La Beauce, grande plaine agricole entre le sud de l’Île de France et la Loire est dominée par l’agriculture intensive et tout ce qui accompagne la monoculture du blé dont les pesticides. Dans ce documentaire de 52 minutes pour Public Sénat, la documentariste Isabelle Vayron conduit une enquête de terrain sur le plus connu d’entre eux : le glyphosate. Elle donne la parole aux agriculteurs qui expliquent leurs difficultés à s’affranchir des pesticides, les contradictions auxquelles ils font face et que la question des intrants repose aussi la question du modèle d’agriculture qui est déterminé tant par l’offre que par la demande et le commerce mondial.

Isabelle Vayron explique la démarche qui l’a conduit à se pencher sur le sujet : « à l’origine de ce film, une amie parisienne m’a expliqué qu’elle ne pouvait plus parler de glyphosate avec les agriculteurs de sa famille, située en Beauce.

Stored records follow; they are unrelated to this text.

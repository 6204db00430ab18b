//! Salted, adaptive-cost password hashing (Argon2id, PHC string format).

use argon2::{
    Algorithm, Argon2, Params, Version,
    password_hash::{
        self, PasswordHash, PasswordHasher as _, PasswordVerifier as _, SaltString,
        rand_core::OsRng,
    },
};
use thiserror::Error;

#[derive(Debug, Error, Clone, PartialEq, Eq)]
pub enum PasswordError {
    #[error("password hashing failed: {0}")]
    Hash(String),

    #[error("stored password hash is malformed: {0}")]
    MalformedHash(String),

    #[error("invalid hasher parameters: {0}")]
    InvalidParams(String),
}

/// Argon2 work factor. Raising either cost makes every hash proportionally
/// more expensive to compute (and to brute-force).
#[derive(Debug, Copy, Clone, PartialEq, Eq)]
pub struct HasherParams {
    pub memory_kib: u32,
    pub iterations: u32,
    pub parallelism: u32,
}

impl Default for HasherParams {
    fn default() -> Self {
        Self {
            memory_kib: Params::DEFAULT_M_COST,
            iterations: Params::DEFAULT_T_COST,
            parallelism: Params::DEFAULT_P_COST,
        }
    }
}

/// One-way credential hasher.
///
/// `verify` reads the cost parameters embedded in the stored hash, so hashes
/// produced under an older work factor keep verifying after it is raised.
#[derive(Debug, Clone)]
pub struct CredentialHasher {
    params: Params,
}

impl CredentialHasher {
    pub fn new(params: HasherParams) -> Result<Self, PasswordError> {
        let params = Params::new(params.memory_kib, params.iterations, params.parallelism, None)
            .map_err(|e| PasswordError::InvalidParams(e.to_string()))?;
        Ok(Self { params })
    }

    fn argon2(&self) -> Argon2<'static> {
        Argon2::new(Algorithm::Argon2id, Version::V0x13, self.params.clone())
    }

    /// Hash `plaintext` with a fresh random salt.
    pub fn hash(&self, plaintext: &str) -> Result<Vec<u8>, PasswordError> {
        let salt = SaltString::generate(&mut OsRng);
        self.argon2()
            .hash_password(plaintext.as_bytes(), &salt)
            .map(|hash| hash.to_string().into_bytes())
            .map_err(|e| PasswordError::Hash(e.to_string()))
    }

    /// Check `plaintext` against a stored hash.
    ///
    /// A mismatch is `Ok(false)`; only an unreadable hash is an error.
    pub fn verify(&self, hash: &[u8], plaintext: &str) -> Result<bool, PasswordError> {
        let encoded =
            std::str::from_utf8(hash).map_err(|e| PasswordError::MalformedHash(e.to_string()))?;
        let parsed =
            PasswordHash::new(encoded).map_err(|e| PasswordError::MalformedHash(e.to_string()))?;

        match self.argon2().verify_password(plaintext.as_bytes(), &parsed) {
            Ok(()) => Ok(true),
            Err(password_hash::Error::Password) => Ok(false),
            Err(e) => Err(PasswordError::MalformedHash(e.to_string())),
        }
    }
}

#[cfg(test)]
mod tests {
    use super::*;
    use proptest::prelude::*;

    fn cheap_hasher() -> CredentialHasher {
        CredentialHasher::new(HasherParams {
            memory_kib: 1024,
            iterations: 1,
            parallelism: 1,
        })
        .unwrap()
    }

    #[test]
    fn hash_then_verify_matches() {
        let hasher = cheap_hasher();
        let hash = hasher.hash("correct horse battery staple").unwrap();

        assert!(hash.starts_with(b"$argon2id$"));
        assert!(hasher.verify(&hash, "correct horse battery staple").unwrap());
    }

    #[test]
    fn wrong_password_is_mismatch_not_error() {
        let hasher = cheap_hasher();
        let hash = hasher.hash("secret").unwrap();

        assert_eq!(hasher.verify(&hash, "Secret"), Ok(false));
    }

    #[test]
    fn same_password_gets_distinct_salts() {
        let hasher = cheap_hasher();
        let a = hasher.hash("secret").unwrap();
        let b = hasher.hash("secret").unwrap();

        assert_ne!(a, b);
        assert!(hasher.verify(&a, "secret").unwrap());
        assert!(hasher.verify(&b, "secret").unwrap());
    }

    #[test]
    fn malformed_hash_is_an_error() {
        let hasher = cheap_hasher();

        assert!(matches!(
            hasher.verify(b"not-a-phc-string", "secret"),
            Err(PasswordError::MalformedHash(_))
        ));
        assert!(matches!(
            hasher.verify(&[0xff, 0xfe, 0x00], "secret"),
            Err(PasswordError::MalformedHash(_))
        ));
    }

    #[test]
    fn verify_uses_cost_embedded_in_hash() {
        let old = cheap_hasher();
        let hash = old.hash("secret").unwrap();

        let stronger = CredentialHasher::new(HasherParams {
            memory_kib: 2048,
            iterations: 2,
            parallelism: 1,
        })
        .unwrap();

        assert!(stronger.verify(&hash, "secret").unwrap());
    }

    #[test]
    fn invalid_params_rejected() {
        let err = CredentialHasher::new(HasherParams {
            memory_kib: 1,
            iterations: 1,
            parallelism: 1,
        })
        .unwrap_err();

        assert!(matches!(err, PasswordError::InvalidParams(_)));
    }

    proptest! {
        #![proptest_config(ProptestConfig {
            cases: 16,
            ..ProptestConfig::default()
        })]

        #[test]
        fn verify_accepts_only_the_hashed_password(
            p1 in "\\PC{1,32}",
            p2 in "\\PC{1,32}",
        ) {
            let hasher = cheap_hasher();
            let hash = hasher.hash(&p1).unwrap();

            prop_assert!(hasher.verify(&hash, &p1).unwrap());
            if p1 != p2 {
                prop_assert!(!hasher.verify(&hash, &p2).unwrap());
            }
        }
    }
}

Ils la prenaient pour une « bobo parisienne » qui forcément n’y comprend rien. Or, je venais de m’installer à 3/4 d’heure de Paris, aux portes de la Beauce. Sur le bitume, je voyais parfois des inscriptions aussi étranges que « Hulot, le glypho c’est écolo ». » Avant de préciser « même si personnellement, je ne veux plus de glyphosate dans nos assiettes, je ne voulais pas faire pas un film à charge contre les agriculteurs. Parce que ce n’est pas en tapant sur les gens qu’on leur donne envie de changer. »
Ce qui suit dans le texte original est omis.